* _PROBLEM TO WORK ON_
Report the count of lines containing the word "DbErr" in the entries below, and nothing more.
BEGIN INPUT DATA
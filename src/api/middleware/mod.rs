pub mod options;
pub mod request_id;

pub use options::OptionsResponder;
pub use request_id::{REQUEST_ID_HEADER, RequestId, RequestIdMiddleware};
//! ip_logs 表迁移
//!
//! 每个地址只保留一行，唯一性由 `idx_ip_logs_ip` 唯一索引在数据库层保证，
//! 并发插入同一地址时只有一个能成功。

use sea_orm_migration::prelude::*;

#[derive(DeriveMigrationName)]
pub struct Migration;

#[async_trait::async_trait]
impl MigrationTrait for Migration {
    async fn up(&self, manager: &SchemaManager) -> Result<(), DbErr> {
        // 创建 ip_logs 表
        manager
            .create_table(
                Table::create()
                    .table(IpLogs::Table)
                    .if_not_exists()
                    .col(
                        ColumnDef::new(IpLogs::Id)
                            .big_integer()
                            .not_null()
                            .auto_increment()
                            .primary_key(),
                    )
                    .col(ColumnDef::new(IpLogs::Ip).string_len(45).not_null())
                    .col(
                        ColumnDef::new(IpLogs::CreatedAt)
                            .timestamp_with_time_zone()
                            .not_null(),
                    )
                    .to_owned(),
            )
            .await?;

        // 唯一索引：ip（ON CONFLICT 的目标）
        manager
            .create_index(
                Index::create()
                    .if_not_exists()
                    .name("idx_ip_logs_ip")
                    .table(IpLogs::Table)
                    .col(IpLogs::Ip)
                    .unique()
                    .to_owned(),
            )
            .await?;

        // 创建时间索引（用于过期清理）
        manager
            .create_index(
                Index::create()
                    .if_not_exists()
                    .name("idx_ip_logs_created_at")
                    .table(IpLogs::Table)
                    .col(IpLogs::CreatedAt)
                    .to_owned(),
            )
            .await?;

        Ok(())
    }

    async fn down(&self, manager: &SchemaManager) -> Result<(), DbErr> {
        manager
            .drop_index(
                Index::drop()
                    .name("idx_ip_logs_created_at")
                    .table(IpLogs::Table)
                    .to_owned(),
            )
            .await?;

        manager
            .drop_index(
                Index::drop()
                    .name("idx_ip_logs_ip")
                    .table(IpLogs::Table)
                    .to_owned(),
            )
            .await?;

        manager
            .drop_table(Table::drop().table(IpLogs::Table).to_owned())
            .await
    }
}

#[derive(DeriveIden)]
enum IpLogs {
    Table,
    Id,
    Ip,
    CreatedAt,
}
END INPUT DATA
* _TASK RESPONSE_
2